Complications of treatment
Complications of female infertility treatment may include:
- Multiple pregnancy. The most common complication of infertility treatment is a multiple pregnancy — twins, triplets or more. Generally, the greater the number of fetuses, the higher the risk of premature labor and delivery. Babies born prematurely are at increased risk of health and developmental problems. The goal of infertility treatment should be a single healthy pregnancy, and preventing multiple pregnancies should be discussed before treatment starts. In some cases, fetal reduction can be used to help a woman deliver fewer babies with lower health risks. Pursuing fetal reduction, however, is a major decision with ethical, emotional and psychological consequences.
- Ovarian hyperstimulation syndrome (OHSS). Use of injectable fertility drugs to induce ovulation can cause OHSS, in which the ovaries become swollen and painful. Symptoms may include mild abdominal pain, bloating and nausea that lasts about a week, or longer if you become pregnant. Rarely, a more severe form causes rapid weight gain and shortness of breath requiring emergency treatment.
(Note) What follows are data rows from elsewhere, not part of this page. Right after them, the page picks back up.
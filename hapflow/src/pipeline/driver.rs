//! The top-level pipeline state machine.
//!
//! Sequences preparation, the optional region clip, round 0, the
//! data- and flag-dependent branches, the round-1 graph, the diploid
//! merge, finalization, and optional cleanup. All inter-stage
//! communication happens through artifacts in the output directory;
//! the driver holds no cross-stage state beyond paths.

use crate::artifact::{self, Artifact, RunPaths};
use crate::cleanup;
use crate::config::RunConfig;
use crate::errors::Result;
use crate::executor::StageExecutor;
use crate::pipeline::{round0, round1};
use crate::stage::StageSpec;
use crate::tools::{bcftools, samtools, whatshap};
use crate::vcf;
use serde::Serialize;
use std::path::PathBuf;
use uuid::Uuid;

/// Which of the three terminal branches produced the outcome.
#[derive(Debug, Clone, Copy, PartialEq, Eq, Serialize)]
#[serde(rename_all = "snake_case")]
pub enum OutcomeBranch {
    /// Round 0 found no variation; a header-only call set is the result.
    NoVariants,
    /// The stop-after-round-0 flag ended the run before phasing.
    Round0Only,
    /// The full two-round pipeline ran to completion.
    Completed,
}

/// The terminal result of a run. Exactly one is produced; no stage
/// executes after it.
#[derive(Debug, Clone, Serialize)]
pub struct PipelineOutcome {
    /// The branch that terminated the run.
    pub branch: OutcomeBranch,
    /// The final variant call artifact.
    pub final_vcf: PathBuf,
}

impl PipelineOutcome {
    fn new(branch: OutcomeBranch, final_vcf: PathBuf) -> Self {
        Self { branch, final_vcf }
    }

    /// JSON rendering for the run summary log line.
    #[must_use]
    pub fn to_json(&self) -> String {
        serde_json::to_string(self).unwrap_or_else(|_| String::from("{}"))
    }
}

/// Drives one pipeline run against an immutable configuration.
#[derive(Debug)]
pub struct Driver {
    config: RunConfig,
    paths: RunPaths,
    executor: StageExecutor,
    command_line: String,
    run_id: Uuid,
}

impl Driver {
    /// Creates a driver for the given configuration. The command line is
    /// recorded verbatim in the final call set's provenance header.
    #[must_use]
    pub fn new(config: RunConfig, command_line: impl Into<String>) -> Self {
        let paths = RunPaths::new(&config.output_dir);
        Self {
            config,
            paths,
            executor: StageExecutor::new(),
            command_line: command_line.into(),
            run_id: Uuid::new_v4(),
        }
    }

    /// The run's artifact path scheme.
    #[must_use]
    pub fn paths(&self) -> &RunPaths {
        &self.paths
    }

    /// Runs the pipeline to its single terminal outcome.
    ///
    /// # Errors
    ///
    /// Any stage failure, missing artifact, or malformed call set aborts
    /// the run; artifacts already produced stay on disk so a rerun against
    /// the same output directory resumes where this one stopped.
    pub async fn run(&self) -> Result<PipelineOutcome> {
        tracing::info!(run_id = %self.run_id, out_dir = %self.paths.out_dir().display(), "starting pipeline");
        let outcome = self.execute().await?;
        // Post-terminal only: no stage runs past this point, whichever
        // branch produced the outcome.
        if self.config.delete_intermediates {
            cleanup::remove_intermediates(self.paths.out_dir(), &outcome.final_vcf)?;
        }
        Ok(outcome)
    }

    /// The branch-aware pipeline body, through exactly one of the three
    /// terminal paths.
    async fn execute(&self) -> Result<PipelineOutcome> {
        std::fs::create_dir_all(self.paths.out_dir())?;

        self.prepare_inputs().await?;
        let alignment = self.extract_region().await?;

        let discovery =
            round0::discover(&self.config, &self.paths, self.executor, &alignment).await?;

        if discovery.record_count == 0 {
            tracing::info!("no variants detected; finishing with the round-0 call set");
            return Ok(PipelineOutcome::new(OutcomeBranch::NoVariants, discovery.calls));
        }
        if self.config.stop_after_round0 {
            tracing::info!("stop after round 0 requested; skipping phasing and round 1");
            return Ok(PipelineOutcome::new(OutcomeBranch::Round0Only, discovery.calls));
        }

        let tagged =
            round0::phase_and_tag(&self.config, &self.paths, self.executor, &alignment).await?;

        let graph = round1::build_graph(&self.config, &self.paths, &tagged)?;
        let report = graph.execute(self.executor).await?;
        tracing::info!(
            stages = report.outcomes.len(),
            duration_ms = report.duration_ms,
            "round 1 complete"
        );

        let final_vcf = self.finalize(&alignment).await?;
        Ok(PipelineOutcome::new(OutcomeBranch::Completed, final_vcf))
    }

    /// Ensures the reference sequence index and the alignment's
    /// positional index exist before anything consumes them.
    async fn prepare_inputs(&self) -> Result<()> {
        let reference = &self.config.reference;
        let faidx = StageSpec::new("prepare_faidx", samtools::faidx(reference))
            .with_input(Artifact::file(reference))
            .with_output(Artifact::file(artifact::fai(reference)));
        self.executor.ensure(&faidx).await?;

        let alignment = &self.config.alignment;
        let index = StageSpec::new("prepare_index", samtools::index(alignment))
            .with_input(Artifact::file(alignment))
            .with_output(Artifact::file(artifact::bai(alignment)));
        self.executor.ensure(&index).await?;
        Ok(())
    }

    /// Clips the alignment to the configured regions, if any. The phasing
    /// engine has no native region filter, so the clipped alignment
    /// replaces the input for the whole run.
    async fn extract_region(&self) -> Result<PathBuf> {
        if self.config.regions.is_empty() {
            return Ok(self.config.alignment.clone());
        }

        let clipped = self.paths.region_alignment();
        let clip = StageSpec::new(
            "region_extract",
            samtools::view_regions(&self.config.alignment, &clipped, &self.config.regions),
        )
        .with_input(Artifact::alignment(&self.config.alignment))
        .with_output(Artifact::file(&clipped));
        self.executor.ensure(&clip).await?;

        let index = StageSpec::new("region_index", samtools::index(&clipped))
            .with_input(Artifact::file(&clipped))
            .with_output(Artifact::file(artifact::bai(&clipped)));
        self.executor.ensure(&index).await?;

        Ok(clipped)
    }

    /// Provenance, sample rename, optional quality filter, and the final
    /// phase/unphase selection.
    async fn finalize(&self, alignment: &std::path::Path) -> Result<PathBuf> {
        let annotated = self.paths.annotated();
        if annotated.exists() {
            tracing::info!(calls = %annotated.display(), "annotated call set present, reused");
        } else {
            vcf::inject_provenance(
                &self.paths.merged(),
                &annotated,
                &self.command_line,
                &chrono::Utc::now().to_rfc3339(),
            )?;
        }
        vcf::rename_sample(&annotated, &self.config.sample_name)?;

        let selected = if self.config.filtering {
            let filtered = self.paths.filtered();
            let filter = StageSpec::new(
                "finalize_filter",
                bcftools::soft_filter(
                    &annotated,
                    &filtered,
                    self.config.snp_threshold,
                    self.config.indel_threshold,
                ),
            )
            .with_input(Artifact::file(&annotated))
            .with_output(Artifact::file(&filtered));
            self.executor.ensure(&filter).await?;
            filtered
        } else {
            tracing::info!("quality filtering disabled; merged call set passes through");
            annotated
        };

        if self.config.phased_output {
            let phased = self.paths.final_phased();
            let phase = StageSpec::new(
                "finalize_phase",
                whatshap::phase(&selected, &phased, &self.config.reference, alignment),
            )
            .with_input(Artifact::file(&selected))
            .with_input(Artifact::reference(&self.config.reference))
            .with_input(Artifact::alignment(alignment))
            .with_output(Artifact::file(&phased));
            self.executor.ensure(&phase).await?;
            Ok(phased)
        } else {
            let unphased = self.paths.final_unphased();
            let unphase = StageSpec::new(
                "finalize_unphase",
                whatshap::unphase(&selected, &unphased),
            )
            .with_input(Artifact::file(&selected))
            .with_output(Artifact::file(&unphased));
            self.executor.ensure(&unphase).await?;
            Ok(unphased)
        }
    }
}
//! Round 0: the mixed-sample discovery pass.
//!
//! Consensus probabilities over the whole alignment and an unphased SNP
//! call set; when the driver decides to continue, phasing, compression,
//! haplotagging, and read-group rewriting follow, ending in the
//! haplotype-annotated alignment round 1 consumes.

use crate::artifact::{self, Artifact, RunPaths};
use crate::config::RunConfig;
use crate::errors::Result;
use crate::executor::StageExecutor;
use crate::stage::StageSpec;
use crate::tools::{htsfile, medaka, samtools, whatshap};
use crate::vcf;
use std::path::{Path, PathBuf};

/// What the discovery pass produced.
#[derive(Debug, Clone)]
pub struct Discovery {
    /// The sample-renamed unphased SNP call set.
    pub calls: PathBuf,
    /// Number of data records in it.
    pub record_count: usize,
}

/// Runs consensus and SNP calling over the mixed sample, renames the
/// generic sample placeholder, and counts the resulting records.
///
/// # Errors
///
/// Fails on any stage failure or a malformed call set.
pub async fn discover(
    config: &RunConfig,
    paths: &RunPaths,
    executor: StageExecutor,
    alignment: &Path,
) -> Result<Discovery> {
    let probs = paths.round0_probs();
    let consensus = StageSpec::new(
        "round0_consensus",
        medaka::consensus(
            alignment,
            &probs,
            config.snp_model.as_deref(),
            config.threads,
            config.batch_size,
            None,
        ),
    )
    .with_input(Artifact::alignment(alignment))
    .with_output(Artifact::file(&probs));
    executor.ensure(&consensus).await?;

    let calls = paths.round0_unphased();
    let snp = StageSpec::new(
        "round0_snp",
        medaka::snp(&config.reference, &probs, &calls),
    )
    .with_input(Artifact::file(&config.reference))
    .with_input(Artifact::file(&probs))
    .with_output(Artifact::file(&calls));
    executor.ensure(&snp).await?;

    vcf::rename_sample(&calls, &config.sample_name)?;
    let record_count = vcf::count_records(&calls)?;
    tracing::info!(records = record_count, calls = %calls.display(), "round-0 discovery complete");

    Ok(Discovery {
        calls,
        record_count,
    })
}

/// Phases the discovery call set, haplotags the alignment with it, and
/// rewrites the read group, producing the indexed haplotype-annotated
/// alignment.
///
/// # Errors
///
/// Fails on any stage failure.
pub async fn phase_and_tag(
    config: &RunConfig,
    paths: &RunPaths,
    executor: StageExecutor,
    alignment: &Path,
) -> Result<PathBuf> {
    let calls = paths.round0_unphased();
    let phased = paths.round0_phased();
    let phase = StageSpec::new(
        "round0_phase",
        whatshap::phase(&calls, &phased, &config.reference, alignment),
    )
    .with_input(Artifact::file(&calls))
    .with_input(Artifact::reference(&config.reference))
    .with_input(Artifact::alignment(alignment))
    .with_output(Artifact::file(&phased));
    executor.ensure(&phase).await?;

    let phased_gz = paths.round0_phased_gz();
    let compress = StageSpec::new("round0_compress", htsfile::bgzip(&phased))
        .with_input(Artifact::file(&phased))
        .with_output(Artifact::file(&phased_gz));
    executor.ensure(&compress).await?;

    let index_calls = StageSpec::new("round0_index_calls", htsfile::tabix(&phased_gz))
        .with_input(Artifact::file(&phased_gz))
        .with_output(Artifact::file(artifact::tbi(&phased_gz)));
    executor.ensure(&index_calls).await?;

    let tagged = paths.round0_tagged();
    let haplotag = StageSpec::new(
        "round0_haplotag",
        whatshap::haplotag(&phased_gz, alignment, &config.reference, &tagged),
    )
    .with_input(Artifact::indexed_calls(&phased_gz))
    .with_input(Artifact::reference(&config.reference))
    .with_input(Artifact::alignment(alignment))
    .with_output(Artifact::file(&tagged));
    executor.ensure(&haplotag).await?;

    let tagged_rg = paths.round0_tagged_rg();
    let rewrite = StageSpec::new(
        "round0_read_group",
        samtools::replace_read_group(&tagged, &tagged_rg, &config.sample_name),
    )
    .with_input(Artifact::file(&tagged))
    .with_output(Artifact::file(&tagged_rg));
    executor.ensure(&rewrite).await?;

    let index = StageSpec::new("round0_index_tagged", samtools::index(&tagged_rg))
        .with_input(Artifact::file(&tagged_rg))
        .with_output(Artifact::file(artifact::bai(&tagged_rg)));
    executor.ensure(&index).await?;

    Ok(tagged_rg)
}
- Bleeding or infection. As with any invasive procedure, there is a rare risk of bleeding or infection with assisted reproductive technology.
- Premature delivery or low birth weight. The greatest risk factor for low birth weight is a multiple fetus pregnancy. In single live births, there may be a greater chance of preterm delivery or low birth weight associated with IVF.
- Birth defects. Some research suggests that babies conceived using IVF might be at increased risk of certain birth defects, such as heart and digestive problems and cleft lip or cleft palate. However, most studies conclude that this appears to be related to why couples need infertility treatment and not the IVF procedures themselves.